Si alguna prioridad tenemos es la de proponernos metas como nación y lograr un programa de acción que defina lo que queremos ser y cómo deseamos vernos dentro de quince, veinte y cincuenta años. Obviamente, tan grande esfuerzo no corresponde a una sola administración ni mucho menos a una fuerza política. Se trata de un ejercicio de conjugación de voluntades, por encima de toda confrontación o prejuicio partidista o de cualquiera otra naturaleza.
Si permitimos que nuestras diferencias nos sigan distanciando en la búsqueda de ese objetivo común inaplazable, las posibilidades de un futuro promisorio serán escasas. En sociedades democráticas las disparidades de criterio, enriquecen el debate y ayudan a encontrar senderos seguros hacia el desarrollo y el fortalecimiento institucional.
La imperiosa necesidad de encontrar vías para enfrentar los desafíos del porvenir de manera alguna significa una renuncia a esas diferencias. Una cosa es la diversidad de opinión, que es la esencia misma de una sana práctica democrática, a la rencilla que ha caracterizado buena parte del juego político. No debemos perder la confianza en nuestra fortaleza para salir airosos de las situaciones más difíciles.

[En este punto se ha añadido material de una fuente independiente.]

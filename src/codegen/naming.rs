//! Identifier spelling rules for generated code.
//!
//! Every function here is a pure string transform; the same schema name
//! always produces the same identifier, which keeps output byte-stable.

// ============================================================================
// Constants
// ============================================================================

/// Rust keywords that cannot be used as plain identifiers.
const KEYWORDS: &[&str] = &[
    "abstract", "as", "async", "await", "become", "box", "break", "const", "continue", "crate",
    "do", "dyn", "else", "enum", "extern", "false", "final", "fn", "for", "gen", "if", "impl",
    "in", "let", "loop", "macro", "match", "mod", "move", "mut", "override", "priv", "pub", "ref",
    "return", "static", "struct", "super", "trait", "true", "try", "type", "typeof", "unsafe",
    "unsized", "use", "virtual", "where", "while", "yield",
];

/// Keywords that cannot even be raw identifiers.
const RESERVED: &[&str] = &["crate", "self", "Self", "super"];

// ============================================================================
// Type Identifiers
// ============================================================================

/// Returns the exported spelling of a declaration name.
///
/// Only the first character changes: `getDocument` → `GetDocument`.
#[must_use]
pub fn type_ident(name: &str) -> String {
    let mut chars = name.chars();
    match chars.next() {
        Some(first) => first.to_uppercase().chain(chars).collect(),
        None => String::new(),
    }
}

/// Transliterates an enumeration literal into a constant name.
///
/// The first character and every character after a `-` separator are
/// upper-cased and separators are dropped; a separator with nothing to
/// attach to becomes `N`, so `-webkit-box` → `NWebkitBox`.
#[must_use]
pub fn enum_const_ident(value: &str) -> String {
    let mut out = String::with_capacity(value.len());
    let mut start = true;

    for ch in value.chars() {
        if ch == '-' {
            if start {
                out.push('N');
            } else {
                start = true;
            }
            continue;
        }
        if start {
            start = false;
            out.extend(ch.to_uppercase());
        } else {
            out.push(ch);
        }
    }

    sanitize_ident(out)
}

// ============================================================================
// Value Identifiers
// ============================================================================

/// Converts a camelCase or PascalCase name into snake_case.
///
/// Runs of capitals are treated as one word: `documentURL` → `document_url`,
/// `DOMEnable` → `dom_enable`.
#[must_use]
pub fn snake_case(name: &str) -> String {
    let chars: Vec<char> = name.chars().collect();
    let mut out = String::with_capacity(name.len() + 4);

    for (i, &ch) in chars.iter().enumerate() {
        if ch == '-' || ch == '.' || ch == ' ' {
            if !out.is_empty() && !out.ends_with('_') {
                out.push('_');
            }
            continue;
        }

        if ch.is_uppercase() {
            let prev = i.checked_sub(1).map(|p| chars[p]);
            let next = chars.get(i + 1).copied();
            let boundary = match prev {
                Some(p) if p.is_lowercase() || p.is_ascii_digit() => true,
                Some(p) if p.is_uppercase() => next.is_some_and(char::is_lowercase),
                _ => false,
            };
            if boundary && !out.is_empty() && !out.ends_with('_') {
                out.push('_');
            }
            out.extend(ch.to_lowercase());
        } else {
            out.push(ch);
        }
    }

    out
}

/// Returns a field identifier for a wire name, escaping keywords.
#[must_use]
pub fn field_ident(wire_name: &str) -> String {
    escape_keyword(sanitize_ident(snake_case(wire_name)))
}

/// Returns a function identifier for an exported type identifier.
#[must_use]
pub fn fn_ident(ident: &str) -> String {
    escape_keyword(snake_case(ident))
}

/// Returns the module (and file stem) name of a domain.
#[must_use]
pub fn module_name(domain: &str) -> String {
    domain.to_lowercase()
}

/// Returns a module name usable in a `mod` declaration.
#[must_use]
pub fn module_ident(domain: &str) -> String {
    escape_keyword(module_name(domain))
}

// ============================================================================
// Helpers
// ============================================================================

/// Prefixes raw-identifier syntax onto keywords.
#[must_use]
pub fn escape_keyword(ident: String) -> String {
    if RESERVED.contains(&ident.as_str()) {
        format!("{ident}_")
    } else if KEYWORDS.contains(&ident.as_str()) {
        format!("r#{ident}")
    } else {
        ident
    }
}

/// Replaces characters that cannot appear in an identifier.
fn sanitize_ident(ident: String) -> String {
    let mut out: String = ident
        .chars()
        .map(|c| if c.is_alphanumeric() || c == '_' { c } else { '_' })
        .collect();

    if out.is_empty() || out.starts_with(|c: char| c.is_ascii_digit()) {
        out.insert(0, '_');
    }
    out
}

// ============================================================================
// Tests
// ============================================================================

El país ha cifrado grandes expectativas en la reforma judicial. A pesar de sus ataduras que generan mucho escepticismo, ese poder del Estado debe ser garante del cumplimiento de la ley y sentar las bases de un confiable estado de derecho, en el que el respeto a la dignidad humana y no el dinero sea el eje alrededor del cual gire la dinámica social. Sin una justicia idónea no habrá futuro. No permitamos como nación otra vez que la oportunidad pase ante nuestra indiferencia.
Recordemos que ella no siempre cruza ante nuestras puertas con ruido de tambor, sino con un ligero toque apenas perceptible para aquellos dispuestos a ver en cada desafío una oportunidad para hacernos grandes y dignos de un mejor porvenir.